Data excerpts:
Start of Block
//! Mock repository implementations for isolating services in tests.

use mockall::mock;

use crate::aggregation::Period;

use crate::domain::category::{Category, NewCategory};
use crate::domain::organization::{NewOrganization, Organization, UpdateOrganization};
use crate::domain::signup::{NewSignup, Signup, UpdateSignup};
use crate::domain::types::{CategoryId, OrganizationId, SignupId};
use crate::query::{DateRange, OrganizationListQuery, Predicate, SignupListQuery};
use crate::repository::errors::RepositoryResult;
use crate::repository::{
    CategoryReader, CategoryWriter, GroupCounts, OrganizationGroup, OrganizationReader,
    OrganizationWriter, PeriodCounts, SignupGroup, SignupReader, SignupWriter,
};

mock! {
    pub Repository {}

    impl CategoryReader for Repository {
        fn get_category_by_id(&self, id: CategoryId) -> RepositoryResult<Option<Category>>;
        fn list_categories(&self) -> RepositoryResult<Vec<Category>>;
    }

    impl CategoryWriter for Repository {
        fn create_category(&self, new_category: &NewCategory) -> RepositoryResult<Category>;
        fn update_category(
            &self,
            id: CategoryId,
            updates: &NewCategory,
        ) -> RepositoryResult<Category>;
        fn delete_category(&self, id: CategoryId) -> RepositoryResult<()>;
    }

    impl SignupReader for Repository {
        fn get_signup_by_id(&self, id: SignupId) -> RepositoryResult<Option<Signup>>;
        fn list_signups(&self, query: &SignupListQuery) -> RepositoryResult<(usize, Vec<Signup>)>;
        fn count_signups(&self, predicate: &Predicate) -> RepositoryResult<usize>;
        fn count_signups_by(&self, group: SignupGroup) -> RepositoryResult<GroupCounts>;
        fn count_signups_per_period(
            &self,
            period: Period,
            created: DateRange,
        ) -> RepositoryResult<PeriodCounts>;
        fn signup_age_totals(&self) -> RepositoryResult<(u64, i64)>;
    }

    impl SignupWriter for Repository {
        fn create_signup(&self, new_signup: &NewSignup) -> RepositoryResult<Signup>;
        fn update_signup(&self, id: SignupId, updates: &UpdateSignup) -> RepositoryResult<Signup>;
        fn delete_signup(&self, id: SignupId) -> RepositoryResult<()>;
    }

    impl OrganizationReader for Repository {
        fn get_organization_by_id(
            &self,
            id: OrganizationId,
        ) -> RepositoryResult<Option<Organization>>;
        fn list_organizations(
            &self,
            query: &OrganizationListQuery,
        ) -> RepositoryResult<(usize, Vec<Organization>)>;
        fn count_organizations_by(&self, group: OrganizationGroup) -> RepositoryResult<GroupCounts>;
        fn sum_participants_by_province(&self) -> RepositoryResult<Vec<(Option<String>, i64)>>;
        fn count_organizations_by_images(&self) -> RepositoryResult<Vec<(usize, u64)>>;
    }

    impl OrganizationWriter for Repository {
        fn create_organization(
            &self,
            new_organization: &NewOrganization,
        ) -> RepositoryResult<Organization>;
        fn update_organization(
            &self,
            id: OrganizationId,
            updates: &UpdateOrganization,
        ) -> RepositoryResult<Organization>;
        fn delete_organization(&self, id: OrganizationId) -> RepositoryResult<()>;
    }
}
End of Block
**INSTRUCTIONS FOR THE TASK:**
All entries should be given again precisely as they appear above.

**PROBLEM SOLUTION:**
//! Mock repository implementations for isolating services in tests.

use mockall::mock;

use crate::aggregation::Period;

use crate::domain::category::{Category, NewCategory};
use crate::domain::organization::{NewOrganization, Organization, UpdateOrganization};
use crate::domain::signup::{NewSignup, Signup, UpdateSignup};
use crate::domain::types::{CategoryId, OrganizationId, SignupId};
use crate::query::{DateRange, OrganizationListQuery, Predicate, SignupListQuery};
use crate::repository::errors::RepositoryResult;
use crate::repository::{
    CategoryReader, CategoryWriter, GroupCounts, OrganizationGroup, OrganizationReader,
    OrganizationWriter, PeriodCounts, SignupGroup, SignupReader, SignupWriter,
};

mock! {
    pub Repository {}

    impl CategoryReader for Repository {
        fn get_category_by_id(&self, id: CategoryId) -> RepositoryResult<Option<Category>>;
        fn list_categories(&self) -> RepositoryResult<Vec<Category>>;
    }

    impl CategoryWriter for Repository {
        fn create_category(&self, new_category: &NewCategory) -> RepositoryResult<Category>;
        fn update_category(
            &self,
            id: CategoryId,
            updates: &NewCategory,
        ) -> RepositoryResult<Category>;
        fn delete_category(&self, id: CategoryId) -> RepositoryResult<()>;
    }

    impl SignupReader for Repository {
        fn get_signup_by_id(&self, id: SignupId) -> RepositoryResult<Option<Signup>>;
        fn list_signups(&self, query: &SignupListQuery) -> RepositoryResult<(usize, Vec<Signup>)>;
        fn count_signups(&self, predicate: &Predicate) -> RepositoryResult<usize>;
        fn count_signups_by(&self, group: SignupGroup) -> RepositoryResult<GroupCounts>;
        fn count_signups_per_period(
            &self,
            period: Period,
            created: DateRange,
        ) -> RepositoryResult<PeriodCounts>;
        fn signup_age_totals(&self) -> RepositoryResult<(u64, i64)>;
    }

    impl SignupWriter for Repository {
        fn create_signup(&self, new_signup: &NewSignup) -> RepositoryResult<Signup>;
        fn update_signup(&self, id: SignupId, updates: &UpdateSignup) -> RepositoryResult<Signup>;
        fn delete_signup(&self, id: SignupId) -> RepositoryResult<()>;
    }

    impl OrganizationReader for Repository {
        fn get_organization_by_id(
            &self,
            id: OrganizationId,
        ) -> RepositoryResult<Option<Organization>>;
        fn list_organizations(
            &self,
            query: &OrganizationListQuery,
        ) -> RepositoryResult<(usize, Vec<Organization>)>;
        fn count_organizations_by(&self, group: OrganizationGroup) -> RepositoryResult<GroupCounts>;
        fn sum_participants_by_province(&self) -> RepositoryResult<Vec<(Option<String>, i64)>>;
        fn count_organizations_by_images(&self) -> RepositoryResult<Vec<(usize, u64)>>;
    }

    impl OrganizationWriter for Repository {
        fn create_organization(
            &self,
            new_organization: &NewOrganization,
        ) -> RepositoryResult<Organization>;
        fn update_organization(
            &self,
            id: OrganizationId,
            updates: &UpdateOrganization,
        ) -> RepositoryResult<Organization>;
        fn delete_organization(&self, id: OrganizationId) -> RepositoryResult<()>;
    }
}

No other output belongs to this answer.